EXERCISE DETAILS
The lines from the top of the data down to the line with "async fn sums_cart_across_recipes(pool: PgPool)" should be repeated exactly, both ends included.

EXERCISE MATERIALS
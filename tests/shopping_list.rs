mod common;

use common::{recipe_input, seed_ingredient, seed_tag, seed_user};
use foodgram_sdk::{
    actions::{build_shopping_list, compose_recipe, toggle_membership},
    config::Limits,
    error::Error,
    schema::{MembershipKind, MembershipOp},
};
use sqlx::PgPool;

#[sqlx::test(migrations = "./migrations")]
#[ignore = "requires running PostgreSQL instance"]
async fn sums_cart_across_recipes(pool: PgPool) {
    let chef = seed_user(&pool, "chef").await;
    let salt = seed_ingredient(&pool, "salt", "tsp").await;
    let flour = seed_ingredient(&pool, "flour", "cup").await;
    let tag = seed_tag(&pool, "baking", "#E26C2D").await;
    let limits = Limits::default();

    let a = compose_recipe(&chef, &recipe_input("A", &[(flour, 2), (salt, 1)], &[tag]), &limits, &pool, None)
        .await
        .unwrap();
    let b = compose_recipe(&chef, &recipe_input("B", &[(flour, 3)], &[tag]), &limits, &pool, None)
        .await
        .unwrap();
    for recipe in [&a, &b] {
        toggle_membership(MembershipKind::ShoppingCart, &chef, recipe.id, MembershipOp::Add, &pool)
            .await
            .unwrap();
    }

    let list = build_shopping_list(&chef, &pool).await.unwrap();
    let lines: Vec<(&str, i64)> = list
        .lines
        .iter()
        .map(|line| (line.name.as_str(), line.amount))
        .collect();
    assert_eq!(lines, vec![("flour", 5), ("salt", 1)]);

    assert_eq!(list.filename(), "chef_shopping_cart.txt");
    assert_eq!(
        list.to_string(),
        "Shopping list for: chef\n\n- flour (cup) - 5\n- salt (tsp) - 1"
    );
}

#[sqlx::test(migrations = "./migrations")]
#[ignore = "requires running PostgreSQL instance"]
async fn empty_cart_is_rejected(pool: PgPool) {
    let chef = seed_user(&pool, "chef").await;

    let result = build_shopping_list(&chef, &pool).await;
    assert!(matches!(result, Err(Error::EmptyShoppingList)));
}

YOUR SOLUTION
filename tests/shopping_list.rs
mod common;

use common::{recipe_input, seed_ingredient, seed_tag, seed_user};
use foodgram_sdk::{
    actions::{build_shopping_list, compose_recipe, toggle_membership},
    config::Limits,
    error::Error,
    schema::{MembershipKind, MembershipOp},
};
use sqlx::PgPool;

#[sqlx::test(migrations = "./migrations")]
#[ignore = "requires running PostgreSQL instance"]
async fn sums_cart_across_recipes(pool: PgPool) {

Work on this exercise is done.